━━ Given entries

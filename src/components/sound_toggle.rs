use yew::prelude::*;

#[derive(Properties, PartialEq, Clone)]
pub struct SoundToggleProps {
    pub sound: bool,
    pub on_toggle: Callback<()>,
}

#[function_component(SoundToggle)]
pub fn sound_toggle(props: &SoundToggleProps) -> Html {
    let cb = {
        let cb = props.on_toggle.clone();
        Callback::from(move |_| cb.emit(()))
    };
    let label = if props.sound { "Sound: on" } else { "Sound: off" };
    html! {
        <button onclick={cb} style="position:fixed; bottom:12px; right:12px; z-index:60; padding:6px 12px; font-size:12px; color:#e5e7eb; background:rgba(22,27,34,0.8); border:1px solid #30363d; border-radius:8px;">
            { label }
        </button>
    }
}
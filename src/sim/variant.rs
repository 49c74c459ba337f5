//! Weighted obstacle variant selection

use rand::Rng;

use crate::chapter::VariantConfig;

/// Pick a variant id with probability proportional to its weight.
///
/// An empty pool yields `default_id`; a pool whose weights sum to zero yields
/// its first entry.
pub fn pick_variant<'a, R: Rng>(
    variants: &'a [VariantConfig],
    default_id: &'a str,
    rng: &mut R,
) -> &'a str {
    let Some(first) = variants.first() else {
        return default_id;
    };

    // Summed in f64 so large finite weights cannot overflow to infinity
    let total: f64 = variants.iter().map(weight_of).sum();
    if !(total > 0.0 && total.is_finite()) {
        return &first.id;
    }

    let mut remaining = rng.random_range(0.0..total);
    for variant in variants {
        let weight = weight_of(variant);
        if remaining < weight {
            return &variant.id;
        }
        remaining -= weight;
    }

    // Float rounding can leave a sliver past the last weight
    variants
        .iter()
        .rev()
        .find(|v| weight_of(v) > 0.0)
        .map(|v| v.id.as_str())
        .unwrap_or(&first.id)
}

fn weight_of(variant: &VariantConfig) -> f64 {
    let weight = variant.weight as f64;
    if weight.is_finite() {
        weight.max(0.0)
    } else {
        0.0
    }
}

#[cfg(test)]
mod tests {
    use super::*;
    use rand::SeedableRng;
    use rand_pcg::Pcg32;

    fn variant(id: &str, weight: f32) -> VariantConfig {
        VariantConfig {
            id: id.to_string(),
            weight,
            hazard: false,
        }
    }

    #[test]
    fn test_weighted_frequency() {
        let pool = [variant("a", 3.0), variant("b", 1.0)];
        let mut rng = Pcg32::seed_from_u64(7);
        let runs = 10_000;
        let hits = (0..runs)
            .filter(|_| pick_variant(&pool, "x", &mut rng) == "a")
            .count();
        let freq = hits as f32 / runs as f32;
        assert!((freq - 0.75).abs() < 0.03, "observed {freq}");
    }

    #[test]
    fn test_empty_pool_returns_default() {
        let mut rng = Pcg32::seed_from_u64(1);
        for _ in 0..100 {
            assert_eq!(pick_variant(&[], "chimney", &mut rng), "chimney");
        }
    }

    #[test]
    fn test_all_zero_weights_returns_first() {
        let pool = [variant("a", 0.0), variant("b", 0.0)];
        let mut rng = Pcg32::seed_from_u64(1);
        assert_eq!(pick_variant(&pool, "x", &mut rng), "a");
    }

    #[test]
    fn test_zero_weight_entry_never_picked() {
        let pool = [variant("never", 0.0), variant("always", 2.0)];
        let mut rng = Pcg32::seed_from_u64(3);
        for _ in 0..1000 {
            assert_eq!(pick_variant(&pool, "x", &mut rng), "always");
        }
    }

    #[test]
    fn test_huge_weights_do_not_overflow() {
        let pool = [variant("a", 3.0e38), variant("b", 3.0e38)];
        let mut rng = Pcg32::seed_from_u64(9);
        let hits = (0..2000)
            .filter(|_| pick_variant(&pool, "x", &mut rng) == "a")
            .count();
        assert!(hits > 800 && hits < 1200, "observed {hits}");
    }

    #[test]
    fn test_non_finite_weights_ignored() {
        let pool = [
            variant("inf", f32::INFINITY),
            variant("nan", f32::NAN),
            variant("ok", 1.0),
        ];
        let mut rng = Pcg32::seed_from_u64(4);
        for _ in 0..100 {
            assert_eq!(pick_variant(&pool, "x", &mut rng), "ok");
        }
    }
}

━━━━
━━ Given entries

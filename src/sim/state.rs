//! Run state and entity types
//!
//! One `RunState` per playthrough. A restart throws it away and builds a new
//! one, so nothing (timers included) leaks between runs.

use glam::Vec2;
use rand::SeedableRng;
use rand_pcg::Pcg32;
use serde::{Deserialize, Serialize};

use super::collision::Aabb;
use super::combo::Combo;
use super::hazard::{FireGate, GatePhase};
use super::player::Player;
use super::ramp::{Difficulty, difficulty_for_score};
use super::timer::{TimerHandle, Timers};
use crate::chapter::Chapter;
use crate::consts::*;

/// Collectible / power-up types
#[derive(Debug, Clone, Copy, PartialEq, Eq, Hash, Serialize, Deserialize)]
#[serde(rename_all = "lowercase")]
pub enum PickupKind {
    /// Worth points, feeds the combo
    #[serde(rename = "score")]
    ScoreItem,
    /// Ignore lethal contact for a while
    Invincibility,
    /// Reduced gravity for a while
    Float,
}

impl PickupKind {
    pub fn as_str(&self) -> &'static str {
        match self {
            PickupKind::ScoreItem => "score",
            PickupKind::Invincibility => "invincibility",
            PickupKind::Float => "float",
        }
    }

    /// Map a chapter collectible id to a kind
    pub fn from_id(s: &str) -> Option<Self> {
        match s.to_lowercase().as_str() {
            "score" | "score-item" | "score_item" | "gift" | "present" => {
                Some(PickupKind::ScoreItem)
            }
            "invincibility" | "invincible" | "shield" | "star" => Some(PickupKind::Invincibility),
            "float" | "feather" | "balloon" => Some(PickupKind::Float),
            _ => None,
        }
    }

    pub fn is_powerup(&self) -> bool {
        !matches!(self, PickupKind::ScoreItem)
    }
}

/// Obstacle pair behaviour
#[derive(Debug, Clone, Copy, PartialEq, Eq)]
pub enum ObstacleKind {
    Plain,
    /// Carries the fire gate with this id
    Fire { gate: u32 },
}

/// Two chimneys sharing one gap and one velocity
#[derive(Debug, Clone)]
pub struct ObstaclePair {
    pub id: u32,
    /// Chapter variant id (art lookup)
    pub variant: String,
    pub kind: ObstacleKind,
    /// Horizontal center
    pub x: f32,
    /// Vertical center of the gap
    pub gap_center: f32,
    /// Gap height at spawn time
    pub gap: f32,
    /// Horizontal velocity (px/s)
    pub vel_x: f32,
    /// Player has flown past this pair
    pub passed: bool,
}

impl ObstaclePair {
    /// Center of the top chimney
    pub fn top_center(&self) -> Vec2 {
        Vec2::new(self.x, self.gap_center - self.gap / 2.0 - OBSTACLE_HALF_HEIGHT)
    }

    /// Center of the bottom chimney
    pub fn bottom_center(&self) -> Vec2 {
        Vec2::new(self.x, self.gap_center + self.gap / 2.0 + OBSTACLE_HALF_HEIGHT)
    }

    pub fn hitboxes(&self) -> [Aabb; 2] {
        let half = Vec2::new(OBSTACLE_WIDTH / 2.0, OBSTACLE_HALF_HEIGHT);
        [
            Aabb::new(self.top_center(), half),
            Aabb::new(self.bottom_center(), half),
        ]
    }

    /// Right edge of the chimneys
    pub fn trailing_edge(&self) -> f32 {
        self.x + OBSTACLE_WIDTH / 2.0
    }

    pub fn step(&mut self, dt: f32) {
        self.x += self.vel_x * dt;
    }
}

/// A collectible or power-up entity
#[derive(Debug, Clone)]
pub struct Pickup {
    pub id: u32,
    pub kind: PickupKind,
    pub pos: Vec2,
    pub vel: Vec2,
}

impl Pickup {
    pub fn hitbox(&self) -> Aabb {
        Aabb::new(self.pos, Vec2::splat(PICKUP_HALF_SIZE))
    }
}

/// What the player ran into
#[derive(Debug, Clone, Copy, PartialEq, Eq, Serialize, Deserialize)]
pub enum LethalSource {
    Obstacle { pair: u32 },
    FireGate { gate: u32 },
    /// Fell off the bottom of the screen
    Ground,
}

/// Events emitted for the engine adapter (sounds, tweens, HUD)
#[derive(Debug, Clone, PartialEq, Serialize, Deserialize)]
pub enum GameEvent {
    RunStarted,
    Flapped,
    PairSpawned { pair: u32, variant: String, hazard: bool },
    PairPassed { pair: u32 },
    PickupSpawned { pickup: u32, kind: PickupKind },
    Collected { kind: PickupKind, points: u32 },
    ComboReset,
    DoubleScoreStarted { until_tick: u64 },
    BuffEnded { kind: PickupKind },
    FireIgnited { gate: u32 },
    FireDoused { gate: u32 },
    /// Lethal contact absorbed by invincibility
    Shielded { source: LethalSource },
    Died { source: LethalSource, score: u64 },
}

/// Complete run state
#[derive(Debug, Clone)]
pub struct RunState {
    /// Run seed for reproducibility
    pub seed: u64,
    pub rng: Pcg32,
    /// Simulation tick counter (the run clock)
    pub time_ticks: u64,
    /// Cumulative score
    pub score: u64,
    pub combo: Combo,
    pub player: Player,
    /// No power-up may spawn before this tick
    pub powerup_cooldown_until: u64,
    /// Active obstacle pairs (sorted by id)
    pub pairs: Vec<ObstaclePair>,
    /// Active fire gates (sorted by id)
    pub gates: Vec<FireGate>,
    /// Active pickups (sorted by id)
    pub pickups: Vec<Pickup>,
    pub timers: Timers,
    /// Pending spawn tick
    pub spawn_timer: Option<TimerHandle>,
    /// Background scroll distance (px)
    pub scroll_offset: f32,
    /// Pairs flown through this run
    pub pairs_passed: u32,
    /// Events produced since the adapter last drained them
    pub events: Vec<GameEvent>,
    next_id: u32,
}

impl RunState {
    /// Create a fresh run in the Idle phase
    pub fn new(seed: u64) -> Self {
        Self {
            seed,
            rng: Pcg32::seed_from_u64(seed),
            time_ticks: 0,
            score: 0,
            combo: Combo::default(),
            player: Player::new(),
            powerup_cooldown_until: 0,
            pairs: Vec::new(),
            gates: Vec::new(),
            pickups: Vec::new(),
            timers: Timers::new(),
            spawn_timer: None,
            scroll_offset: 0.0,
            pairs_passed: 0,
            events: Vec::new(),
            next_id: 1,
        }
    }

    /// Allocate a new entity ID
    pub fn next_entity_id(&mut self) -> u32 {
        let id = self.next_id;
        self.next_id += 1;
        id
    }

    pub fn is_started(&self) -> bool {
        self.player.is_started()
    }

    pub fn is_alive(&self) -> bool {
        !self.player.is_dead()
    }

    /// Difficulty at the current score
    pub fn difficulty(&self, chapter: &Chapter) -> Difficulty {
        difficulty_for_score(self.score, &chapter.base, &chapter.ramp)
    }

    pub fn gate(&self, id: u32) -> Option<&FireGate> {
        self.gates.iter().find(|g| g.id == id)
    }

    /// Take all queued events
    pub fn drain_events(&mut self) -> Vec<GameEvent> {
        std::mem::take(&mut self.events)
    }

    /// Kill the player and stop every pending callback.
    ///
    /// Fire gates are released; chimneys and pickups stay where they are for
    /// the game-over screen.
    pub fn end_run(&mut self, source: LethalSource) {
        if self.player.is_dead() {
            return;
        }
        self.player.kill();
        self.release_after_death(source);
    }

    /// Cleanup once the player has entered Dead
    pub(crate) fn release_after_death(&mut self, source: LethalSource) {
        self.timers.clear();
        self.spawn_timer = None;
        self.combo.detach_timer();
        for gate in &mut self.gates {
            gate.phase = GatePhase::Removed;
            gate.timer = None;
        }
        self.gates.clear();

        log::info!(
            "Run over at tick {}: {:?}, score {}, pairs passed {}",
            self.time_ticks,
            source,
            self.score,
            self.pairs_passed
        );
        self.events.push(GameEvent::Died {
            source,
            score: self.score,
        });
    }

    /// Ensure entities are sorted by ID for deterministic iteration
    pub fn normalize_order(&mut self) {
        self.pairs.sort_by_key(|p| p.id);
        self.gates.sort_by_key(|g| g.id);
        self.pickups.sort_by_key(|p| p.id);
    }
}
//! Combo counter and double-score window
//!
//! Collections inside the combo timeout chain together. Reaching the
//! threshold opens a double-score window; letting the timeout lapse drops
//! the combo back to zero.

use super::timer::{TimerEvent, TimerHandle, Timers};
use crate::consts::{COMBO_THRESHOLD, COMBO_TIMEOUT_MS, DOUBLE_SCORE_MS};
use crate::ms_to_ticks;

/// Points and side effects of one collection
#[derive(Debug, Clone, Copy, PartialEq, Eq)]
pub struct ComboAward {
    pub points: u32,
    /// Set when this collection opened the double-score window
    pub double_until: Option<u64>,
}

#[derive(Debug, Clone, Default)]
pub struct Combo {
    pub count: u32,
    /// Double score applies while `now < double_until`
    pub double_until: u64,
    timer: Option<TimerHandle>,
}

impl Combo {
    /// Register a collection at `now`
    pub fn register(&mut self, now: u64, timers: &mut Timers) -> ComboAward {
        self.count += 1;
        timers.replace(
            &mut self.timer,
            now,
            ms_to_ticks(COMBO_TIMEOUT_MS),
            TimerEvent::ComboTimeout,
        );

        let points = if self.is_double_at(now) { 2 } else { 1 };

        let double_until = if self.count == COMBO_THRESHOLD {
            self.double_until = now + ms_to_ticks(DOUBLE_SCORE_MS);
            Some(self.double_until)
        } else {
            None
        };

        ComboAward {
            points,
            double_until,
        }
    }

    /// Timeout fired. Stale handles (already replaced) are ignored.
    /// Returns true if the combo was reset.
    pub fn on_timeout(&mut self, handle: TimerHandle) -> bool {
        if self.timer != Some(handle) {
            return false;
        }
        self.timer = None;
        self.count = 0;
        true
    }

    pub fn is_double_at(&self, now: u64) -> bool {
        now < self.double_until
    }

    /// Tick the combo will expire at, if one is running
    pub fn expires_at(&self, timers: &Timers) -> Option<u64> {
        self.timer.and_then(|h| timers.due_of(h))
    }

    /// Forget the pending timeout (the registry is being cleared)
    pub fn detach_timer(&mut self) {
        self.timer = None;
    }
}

━━━━

## Requirement
Where does "types" occur in the data? Copy each line that has it.

## Answer section
//! Run state and entity types
/// Collectible / power-up types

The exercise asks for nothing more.